Generalization of intrinsic orbitals to Kramers-paired quaternion spinors, molecular fragments and valence virtual spinors
Bruno Senjean, Souloke Sen, Michal Repisky, Gerald Knizia, Lucas, Visscher

TL;DR
This paper extends intrinsic atomic and bonding orbitals to relativistic contexts using quaternion spinors and molecular fragments, enabling localized virtual orbitals in complex heavy-element systems.
Contribution
It introduces a generalized method for localizing orbitals with relativistic effects and molecular fragments, broadening the applicability of intrinsic orbitals.
Findings
Successfully applied to molecules like benzene, ferrocene, and acrylic-acid.
Enabled localization in heavy-element complexes with relativistic effects.
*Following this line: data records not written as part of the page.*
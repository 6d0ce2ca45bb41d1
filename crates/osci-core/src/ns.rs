#![forbid(unsafe_code)]

//! XML namespace and element name constants used across the library.

/// SOAP 1.1 envelope namespace
pub const SOAP: &str = "http://schemas.xmlsoap.org/soap/envelope/";

/// OSCI-Transport 1.2 namespace
pub const OSCI: &str = "http://www.osci.de/2002/04/osci";

/// XML Digital Signature namespace
pub const DSIG: &str = "http://www.w3.org/2000/09/xmldsig#";

/// XML Encryption namespace
pub const XENC: &str = "http://www.w3.org/2001/04/xmlenc#";

/// XML Encryption 1.1 namespace
pub const XENC11: &str = "http://www.w3.org/2009/xmlenc11#";

/// XML Schema instance namespace
pub const XSI: &str = "http://www.w3.org/2001/XMLSchema-instance";

/// XML namespace
pub const XML: &str = "http://www.w3.org/XML/1998/namespace";

/// The prefix bindings every composed message declares, sorted by prefix.
pub const STANDARD_PREFIXES: &[(&str, &str)] = &[
    ("ds", DSIG),
    ("osci", OSCI),
    ("soap", SOAP),
    ("xenc", XENC),
    ("xenc11", XENC11),
    ("xsi", XSI),
];

// ── Element names ────────────────────────────────────────────────────

pub mod node {
    // SOAP elements
    pub const ENVELOPE: &str = "Envelope";
    pub const HEADER: &str = "Header";
    pub const BODY: &str = "Body";
    pub const FAULT: &str = "Fault";
    pub const FAULT_CODE: &str = "faultcode";
    pub const FAULT_STRING: &str = "faultstring";

    // OSCI header elements
    pub const CONTROL_BLOCK: &str = "ControlBlock";
    pub const RESPONSE: &str = "Response";
    pub const CHALLENGE: &str = "Challenge";
    pub const CLIENT_SIGNATURE: &str = "ClientSignature";
    pub const SUPPLIER_SIGNATURE: &str = "SupplierSignature";
    pub const DESIRED_LANGUAGES: &str = "DesiredLanguages";
    pub const QUALITY_OF_TIMESTAMP: &str = "QualityOfTimestamp";
    pub const FEEDBACK: &str = "Feedback";
    pub const ENTRY: &str = "Entry";
    pub const CODE: &str = "Code";
    pub const TEXT: &str = "Text";
    pub const INTERMEDIARY_CERTIFICATES: &str = "IntermediaryCertificates";
    pub const NON_INTERMEDIARY_CERTIFICATES: &str = "NonIntermediaryCertificates";
    pub const FEATURE_DESCRIPTION: &str = "FeatureDescription";
    pub const SUPPORTED_FEATURES: &str = "SupportedFeatures";
    pub const FEATURE: &str = "Feature";
    pub const CHUNK_INFORMATION: &str = "ChunkInformation";

    // Process card elements
    pub const PROCESS_CARD_BUNDLE: &str = "ProcessCardBundle";
    pub const PROCESS_CARD: &str = "ProcessCard";
    pub const MESSAGE_ID: &str = "MessageId";
    pub const CREATION: &str = "Creation";
    pub const FORWARDING: &str = "Forwarding";
    pub const RECEPTION: &str = "Reception";
    pub const TIMESTAMP: &str = "Timestamp";
    pub const PLAIN: &str = "Plain";
    pub const SUBJECT: &str = "Subject";
    pub const INSPECTION_REPORT: &str = "InspectionReport";
    pub const INSPECTION: &str = "Inspection";
    pub const X509_SUBJECT_NAME: &str = "X509SubjectName";
    pub const CERT_TYPE: &str = "CertType";
    pub const MATH_RESULT: &str = "MathResult";
    pub const OFFLINE_RESULT: &str = "OfflineResult";

    // Delivery header children
    pub const SELECTION_RULE: &str = "SelectionRule";
    pub const QUANTITY: &str = "Quantity";

    // Body / content elements
    pub const CONTENT_PACKAGE: &str = "ContentPackage";
    pub const CONTENT_CONTAINER: &str = "ContentContainer";
    pub const CONTENT: &str = "Content";
    pub const BASE64_CONTENT: &str = "Base64Content";

    // Certificate header children
    pub const CIPHER_CERT_ORIGINATOR: &str = "CipherCertificateOriginator";
    pub const CIPHER_CERT_ADDRESSEE: &str = "CipherCertificateAddressee";
    pub const CIPHER_CERT_INTERMEDIARY: &str = "CipherCertificateIntermediary";
    pub const CIPHER_CERT_OTHER_AUTHOR: &str = "CipherCertificateOtherAuthor";
    pub const CIPHER_CERT_OTHER_READER: &str = "CipherCertificateOtherReader";
    pub const SIGNATURE_CERT_ORIGINATOR: &str = "SignatureCertificateOriginator";
    pub const SIGNATURE_CERT_ADDRESSEE: &str = "SignatureCertificateAddressee";
    pub const SIGNATURE_CERT_INTERMEDIARY: &str = "SignatureCertificateIntermediary";
    pub const SIGNATURE_CERT_OTHER_AUTHOR: &str = "SignatureCertificateOtherAuthor";

    // DSig elements
    pub const SIGNATURE: &str = "Signature";
    pub const SIGNED_INFO: &str = "SignedInfo";
    pub const CANONICALIZATION_METHOD: &str = "CanonicalizationMethod";
    pub const SIGNATURE_METHOD: &str = "SignatureMethod";
    pub const SIGNATURE_VALUE: &str = "SignatureValue";
    pub const REFERENCE: &str = "Reference";
    pub const DIGEST_METHOD: &str = "DigestMethod";
    pub const DIGEST_VALUE: &str = "DigestValue";
    pub const KEY_INFO: &str = "KeyInfo";
    pub const KEY_NAME: &str = "KeyName";
    pub const RETRIEVAL_METHOD: &str = "RetrievalMethod";
    pub const X509_DATA: &str = "X509Data";
    pub const X509_CERTIFICATE: &str = "X509Certificate";
    pub const MGF: &str = "MGF";

    // Encryption elements
    pub const ENCRYPTED_DATA: &str = "EncryptedData";
    pub const ENCRYPTED_KEY: &str = "EncryptedKey";
    pub const ENCRYPTION_METHOD: &str = "EncryptionMethod";
    pub const CIPHER_DATA: &str = "CipherData";
    pub const CIPHER_VALUE: &str = "CipherValue";
    pub const CIPHER_REFERENCE: &str = "CipherReference";
}

// ── Attribute names ──────────────────────────────────────────────────

pub mod attr {
    pub const ID: &str = "Id";
    pub const URI: &str = "URI";
    pub const ALGORITHM: &str = "Algorithm";
    pub const SCHEMA_LOCATION: &str = "schemaLocation";
    pub const CONVERSATION_ID: &str = "ConversationId";
    pub const SEQUENCE_NUMBER: &str = "SequenceNumber";
    pub const LANGUAGES_LIST: &str = "LanguagesList";
    pub const SERVICE: &str = "Service";
    pub const QUALITY: &str = "Quality";
    pub const NAME: &str = "Name";
    pub const HREF: &str = "href";
    pub const LIMIT: &str = "Limit";
    pub const KEY: &str = "Key";
    pub const VERSION: &str = "Version";
    pub const RECENT_MODIFICATION: &str = "RecentModification";
    pub const CHUNK_NUMBER: &str = "ChunkNumber";
    pub const TOTAL_CHUNK_NUMBERS: &str = "TotalChunkNumbers";
    pub const TOTAL_MESSAGE_SIZE: &str = "TotalMessageSize";
    pub const CHUNK_SIZE: &str = "ChunkSize";
    pub const LANG: &str = "lang";
}
#![forbid(unsafe_code)]

use super::{capture_or_whitespace, BuiltPart, ElementHandler, TextCapture, Transition};
use crate::dispatcher::{ParseContext, StartEvent};
use osci_core::{ns, Error, Result};
use osci_message::parts::{CertificateEntry, CertificatesHeader};
use osci_stream::b64;

/// Builder for `IntermediaryCertificates` / `NonIntermediaryCertificates`.
pub struct CertificatesBuilder {
    intermediary: bool,
    header: CertificatesHeader,
    current: Option<(String, String)>,
    der: Option<Vec<u8>>,
    capture: TextCapture,
}

impl CertificatesBuilder {
    pub fn new(ev: &StartEvent<'_>, intermediary: bool) -> Self {
        let mut header = CertificatesHeader::default();
        header.id = ev.id().unwrap_or(if intermediary {
            "intermediarycertificates"
        } else {
            "nonintermediarycertificates"
        })
        .to_owned();
        Self {
            intermediary,
            header,
            current: None,
            der: None,
            capture: TextCapture::default(),
        }
    }
}

fn is_certificate_entry(local: &str) -> bool {
    local.starts_with("CipherCertificate") || local.starts_with("SignatureCertificate")
}

impl ElementHandler for CertificatesBuilder {
    fn start_element(
        &mut self,
        ev: &StartEvent<'_>,
        _ctx: &mut ParseContext<'_>,
    ) -> Result<Transition> {
        match (ev.ns, ev.local) {
            (ns::OSCI, local) if is_certificate_entry(local) => {
                let id = ev.id().unwrap_or(&local.to_lowercase()).to_owned();
                self.current = Some((local.to_owned(), id));
                self.der = None;
            }
            (ns::DSIG, ns::node::X509_DATA) => {}
            (ns::DSIG, ns::node::X509_CERTIFICATE) => self.capture.open(),
            _ => return Err(Error::UnexpectedElement(ev.qname.to_owned())),
        }
        Ok(Transition::Stay)
    }

    fn end_element(
        &mut self,
        _qname: &str,
        local: &str,
        _ctx: &mut ParseContext<'_>,
    ) -> Result<Transition> {
        match local {
            ns::node::X509_CERTIFICATE => {
                let text = self.capture.take().unwrap_or_default();
                self.der = Some(b64::decode_str(&text)?);
            }
            ns::node::X509_DATA => {}
            ns::node::INTERMEDIARY_CERTIFICATES | ns::node::NON_INTERMEDIARY_CERTIFICATES => {
                return Ok(Transition::Pop(BuiltPart::Certificates {
                    intermediary: self.intermediary,
                    header: std::mem::take(&mut self.header),
                }));
            }
            local if is_certificate_entry(local) => {
                let (role_tag, id) = self
                    .current
                    .take()
                    .ok_or_else(|| Error::UnexpectedEndTag(local.to_owned()))?;
                let der = self.der.take().ok_or_else(|| {
                    Error::MissingElement(format!("X509Certificate in {role_tag}"))
                })?;
                self.header.entries.push(CertificateEntry { role_tag, id, der });
            }
            _ => return Err(Error::UnexpectedEndTag(local.to_owned())),
        }
        Ok(Transition::Stay)
    }

    fn characters(&mut self, text: &str, _ctx: &mut ParseContext<'_>) -> Result<()> {
        capture_or_whitespace(&mut self.capture, text)
    }
}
Implemented in a standalone program interfaced with quantum chemistry packages.
Abstract
Localization of molecular orbitals finds its importance in the representation of chemical bonding (and anti-bonding) and in the local correlation treatments beyond mean-field approximation. In this paper, we generalize the intrinsic atomic and bonding orbitals [G. Knizia, J. Chem. Theory Comput. 2013, 9, 11, 4834-4843] to relativistic applications using complex and quaternion spinors, as well as to molecular fragments instead of atomic fragments only. By performing a singular value decomposition, we show how localized valence virtual orbitals can be expressed in this intrinsic minimal basis. We demonstrate our method on systems of increasing complexity, starting from simple cases such as benzene, acrylic-acid and ferrocene molecules, and then demonstrating the use of molecular fragments and inclusion of relativistic effects for complexes containing heavy elements such as tellurium,…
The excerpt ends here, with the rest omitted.